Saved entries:
↓↓↓

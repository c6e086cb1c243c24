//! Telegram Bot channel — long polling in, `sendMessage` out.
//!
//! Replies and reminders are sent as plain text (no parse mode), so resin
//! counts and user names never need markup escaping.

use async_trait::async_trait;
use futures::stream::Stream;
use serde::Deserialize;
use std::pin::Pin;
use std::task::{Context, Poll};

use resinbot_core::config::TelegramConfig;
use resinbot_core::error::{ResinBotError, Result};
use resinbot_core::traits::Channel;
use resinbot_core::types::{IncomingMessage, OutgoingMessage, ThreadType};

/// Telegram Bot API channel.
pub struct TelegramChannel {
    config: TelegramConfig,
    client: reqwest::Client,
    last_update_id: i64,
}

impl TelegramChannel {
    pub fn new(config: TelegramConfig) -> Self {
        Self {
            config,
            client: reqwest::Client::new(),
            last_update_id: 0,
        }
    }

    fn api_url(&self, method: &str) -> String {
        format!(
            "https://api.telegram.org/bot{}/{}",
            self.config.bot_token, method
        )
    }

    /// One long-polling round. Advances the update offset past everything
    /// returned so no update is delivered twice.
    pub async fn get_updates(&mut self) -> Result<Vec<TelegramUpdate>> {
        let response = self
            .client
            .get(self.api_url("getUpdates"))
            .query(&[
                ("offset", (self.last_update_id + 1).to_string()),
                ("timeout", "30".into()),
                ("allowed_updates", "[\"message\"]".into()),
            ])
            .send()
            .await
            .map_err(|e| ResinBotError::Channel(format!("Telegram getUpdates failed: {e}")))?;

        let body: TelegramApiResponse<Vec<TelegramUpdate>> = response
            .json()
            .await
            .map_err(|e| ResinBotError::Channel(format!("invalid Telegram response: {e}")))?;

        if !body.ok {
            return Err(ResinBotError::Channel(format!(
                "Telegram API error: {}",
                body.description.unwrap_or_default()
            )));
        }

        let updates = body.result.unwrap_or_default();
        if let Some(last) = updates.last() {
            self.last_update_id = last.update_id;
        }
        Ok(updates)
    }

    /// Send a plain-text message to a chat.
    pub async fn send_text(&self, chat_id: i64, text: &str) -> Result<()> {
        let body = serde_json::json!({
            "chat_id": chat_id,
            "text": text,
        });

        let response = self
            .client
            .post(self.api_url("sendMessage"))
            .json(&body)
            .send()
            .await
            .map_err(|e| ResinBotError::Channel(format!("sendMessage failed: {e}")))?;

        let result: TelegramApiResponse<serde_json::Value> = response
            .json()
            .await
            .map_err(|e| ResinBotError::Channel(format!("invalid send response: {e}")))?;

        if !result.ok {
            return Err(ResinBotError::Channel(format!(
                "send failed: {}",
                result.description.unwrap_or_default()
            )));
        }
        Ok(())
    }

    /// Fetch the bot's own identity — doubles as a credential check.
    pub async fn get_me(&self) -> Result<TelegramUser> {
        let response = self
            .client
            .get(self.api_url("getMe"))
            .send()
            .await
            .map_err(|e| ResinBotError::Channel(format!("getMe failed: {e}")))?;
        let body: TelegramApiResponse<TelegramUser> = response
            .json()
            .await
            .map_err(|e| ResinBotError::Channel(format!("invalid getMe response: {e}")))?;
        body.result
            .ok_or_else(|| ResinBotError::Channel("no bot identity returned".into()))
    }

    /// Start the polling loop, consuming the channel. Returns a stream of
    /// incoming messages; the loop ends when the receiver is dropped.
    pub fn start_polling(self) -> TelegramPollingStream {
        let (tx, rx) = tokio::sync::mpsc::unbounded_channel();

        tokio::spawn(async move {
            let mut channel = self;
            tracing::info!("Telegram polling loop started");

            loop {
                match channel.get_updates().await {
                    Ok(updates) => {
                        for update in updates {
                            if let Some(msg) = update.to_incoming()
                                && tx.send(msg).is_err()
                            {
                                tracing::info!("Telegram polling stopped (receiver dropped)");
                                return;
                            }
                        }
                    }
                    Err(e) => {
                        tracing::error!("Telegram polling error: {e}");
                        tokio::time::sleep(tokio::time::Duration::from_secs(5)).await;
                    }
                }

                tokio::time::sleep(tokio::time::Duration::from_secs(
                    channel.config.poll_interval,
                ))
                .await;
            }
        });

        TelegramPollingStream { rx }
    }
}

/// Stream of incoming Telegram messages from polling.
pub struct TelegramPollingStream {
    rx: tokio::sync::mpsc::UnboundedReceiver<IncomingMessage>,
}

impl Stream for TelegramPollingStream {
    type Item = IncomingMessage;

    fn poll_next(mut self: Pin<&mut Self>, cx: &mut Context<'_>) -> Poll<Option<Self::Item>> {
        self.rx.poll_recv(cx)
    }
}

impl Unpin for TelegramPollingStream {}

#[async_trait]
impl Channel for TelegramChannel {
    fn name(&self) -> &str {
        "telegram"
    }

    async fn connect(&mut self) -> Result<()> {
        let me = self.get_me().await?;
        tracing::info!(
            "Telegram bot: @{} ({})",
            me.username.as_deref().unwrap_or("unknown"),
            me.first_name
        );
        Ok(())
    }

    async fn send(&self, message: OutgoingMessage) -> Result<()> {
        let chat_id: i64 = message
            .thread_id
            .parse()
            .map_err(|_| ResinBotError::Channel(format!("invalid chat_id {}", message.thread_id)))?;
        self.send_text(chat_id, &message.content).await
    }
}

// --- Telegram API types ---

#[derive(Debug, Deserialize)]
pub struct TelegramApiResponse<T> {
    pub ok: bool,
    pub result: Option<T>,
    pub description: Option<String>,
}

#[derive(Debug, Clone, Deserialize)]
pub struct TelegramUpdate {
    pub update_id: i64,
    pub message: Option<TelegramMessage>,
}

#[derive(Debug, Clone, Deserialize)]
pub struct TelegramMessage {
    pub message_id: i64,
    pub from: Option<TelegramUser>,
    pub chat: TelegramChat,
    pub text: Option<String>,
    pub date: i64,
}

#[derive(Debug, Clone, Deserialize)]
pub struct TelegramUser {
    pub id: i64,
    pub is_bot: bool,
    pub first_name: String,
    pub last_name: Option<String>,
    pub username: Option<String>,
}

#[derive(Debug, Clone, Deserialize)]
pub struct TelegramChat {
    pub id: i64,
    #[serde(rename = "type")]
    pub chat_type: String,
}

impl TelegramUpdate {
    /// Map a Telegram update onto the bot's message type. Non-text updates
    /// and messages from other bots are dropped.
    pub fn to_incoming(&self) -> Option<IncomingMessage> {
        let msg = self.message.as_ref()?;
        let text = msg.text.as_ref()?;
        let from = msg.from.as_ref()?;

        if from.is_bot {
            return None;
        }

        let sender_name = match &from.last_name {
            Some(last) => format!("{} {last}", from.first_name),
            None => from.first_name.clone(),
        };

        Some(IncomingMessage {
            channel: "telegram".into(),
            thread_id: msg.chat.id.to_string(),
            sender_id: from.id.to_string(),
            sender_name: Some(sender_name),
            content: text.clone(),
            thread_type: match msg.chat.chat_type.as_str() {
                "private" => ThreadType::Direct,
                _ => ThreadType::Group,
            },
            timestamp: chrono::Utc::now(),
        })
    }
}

↑↑↑
↓↓↓

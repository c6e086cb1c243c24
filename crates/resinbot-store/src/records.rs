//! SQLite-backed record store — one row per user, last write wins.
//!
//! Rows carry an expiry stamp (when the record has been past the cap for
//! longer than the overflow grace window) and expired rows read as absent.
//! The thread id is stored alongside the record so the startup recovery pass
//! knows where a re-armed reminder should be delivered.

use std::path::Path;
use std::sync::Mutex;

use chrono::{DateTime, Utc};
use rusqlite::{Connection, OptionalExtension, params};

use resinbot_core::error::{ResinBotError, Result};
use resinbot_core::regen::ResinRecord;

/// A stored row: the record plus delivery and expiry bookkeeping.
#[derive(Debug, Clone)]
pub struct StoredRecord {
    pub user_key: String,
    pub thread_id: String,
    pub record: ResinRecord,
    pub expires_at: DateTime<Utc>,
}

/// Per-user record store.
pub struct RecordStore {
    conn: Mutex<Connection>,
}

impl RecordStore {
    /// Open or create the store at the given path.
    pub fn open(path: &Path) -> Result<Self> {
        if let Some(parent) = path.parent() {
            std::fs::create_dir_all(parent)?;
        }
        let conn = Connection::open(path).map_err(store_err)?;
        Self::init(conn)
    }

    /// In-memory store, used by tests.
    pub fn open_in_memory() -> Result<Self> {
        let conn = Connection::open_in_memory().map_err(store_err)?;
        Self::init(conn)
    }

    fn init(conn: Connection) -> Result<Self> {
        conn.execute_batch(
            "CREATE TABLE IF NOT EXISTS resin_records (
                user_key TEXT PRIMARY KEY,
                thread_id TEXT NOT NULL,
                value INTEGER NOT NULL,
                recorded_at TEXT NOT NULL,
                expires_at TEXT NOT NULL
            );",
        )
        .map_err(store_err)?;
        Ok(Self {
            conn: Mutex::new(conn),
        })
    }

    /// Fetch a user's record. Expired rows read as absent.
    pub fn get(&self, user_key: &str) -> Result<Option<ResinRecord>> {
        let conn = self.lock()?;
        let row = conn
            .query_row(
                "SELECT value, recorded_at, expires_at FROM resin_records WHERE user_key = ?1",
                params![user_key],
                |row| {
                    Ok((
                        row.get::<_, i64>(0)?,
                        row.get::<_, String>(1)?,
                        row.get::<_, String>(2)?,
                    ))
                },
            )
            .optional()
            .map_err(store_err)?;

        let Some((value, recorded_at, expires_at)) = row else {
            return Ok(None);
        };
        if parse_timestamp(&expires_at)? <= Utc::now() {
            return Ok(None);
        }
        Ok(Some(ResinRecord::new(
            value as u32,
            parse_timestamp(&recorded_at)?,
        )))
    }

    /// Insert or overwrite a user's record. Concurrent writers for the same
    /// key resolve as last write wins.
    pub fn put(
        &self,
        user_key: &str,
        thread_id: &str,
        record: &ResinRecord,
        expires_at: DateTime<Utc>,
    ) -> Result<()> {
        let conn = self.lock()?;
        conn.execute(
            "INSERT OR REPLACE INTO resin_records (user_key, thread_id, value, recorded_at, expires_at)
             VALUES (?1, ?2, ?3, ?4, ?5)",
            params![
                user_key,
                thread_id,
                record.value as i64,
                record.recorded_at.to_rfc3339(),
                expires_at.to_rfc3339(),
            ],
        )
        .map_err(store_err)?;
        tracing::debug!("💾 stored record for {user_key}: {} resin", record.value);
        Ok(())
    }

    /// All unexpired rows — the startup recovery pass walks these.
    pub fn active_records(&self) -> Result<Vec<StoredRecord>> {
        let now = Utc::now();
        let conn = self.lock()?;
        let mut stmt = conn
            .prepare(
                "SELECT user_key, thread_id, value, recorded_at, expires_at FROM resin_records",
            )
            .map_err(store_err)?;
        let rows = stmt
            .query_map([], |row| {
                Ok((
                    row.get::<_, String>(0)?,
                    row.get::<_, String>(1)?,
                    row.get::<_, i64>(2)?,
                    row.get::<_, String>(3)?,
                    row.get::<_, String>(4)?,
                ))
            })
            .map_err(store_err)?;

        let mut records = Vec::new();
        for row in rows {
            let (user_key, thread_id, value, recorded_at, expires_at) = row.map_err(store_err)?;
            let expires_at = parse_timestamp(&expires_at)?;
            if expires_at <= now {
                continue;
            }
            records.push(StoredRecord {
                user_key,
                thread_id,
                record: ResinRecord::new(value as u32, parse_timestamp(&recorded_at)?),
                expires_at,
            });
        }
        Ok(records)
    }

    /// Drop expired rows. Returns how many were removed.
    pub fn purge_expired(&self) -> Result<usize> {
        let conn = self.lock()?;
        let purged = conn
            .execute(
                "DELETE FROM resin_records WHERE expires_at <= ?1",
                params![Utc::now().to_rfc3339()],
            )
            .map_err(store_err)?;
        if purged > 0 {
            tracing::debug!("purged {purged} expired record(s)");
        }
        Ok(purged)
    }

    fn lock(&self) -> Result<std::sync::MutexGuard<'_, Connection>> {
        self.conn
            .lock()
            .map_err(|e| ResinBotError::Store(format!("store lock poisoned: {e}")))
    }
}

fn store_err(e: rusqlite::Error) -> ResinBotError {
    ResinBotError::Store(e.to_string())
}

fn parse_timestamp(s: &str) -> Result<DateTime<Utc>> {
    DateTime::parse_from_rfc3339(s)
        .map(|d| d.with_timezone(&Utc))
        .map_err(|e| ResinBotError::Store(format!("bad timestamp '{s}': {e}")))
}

↑↑↑

**Problem requirements:** Copy out, in full, each line above that has the word "when" in it.

**Response to the task:**
    /// incoming messages; the loop ends when the receiver is dropped.
//! Rows carry an expiry stamp (when the record has been past the cap for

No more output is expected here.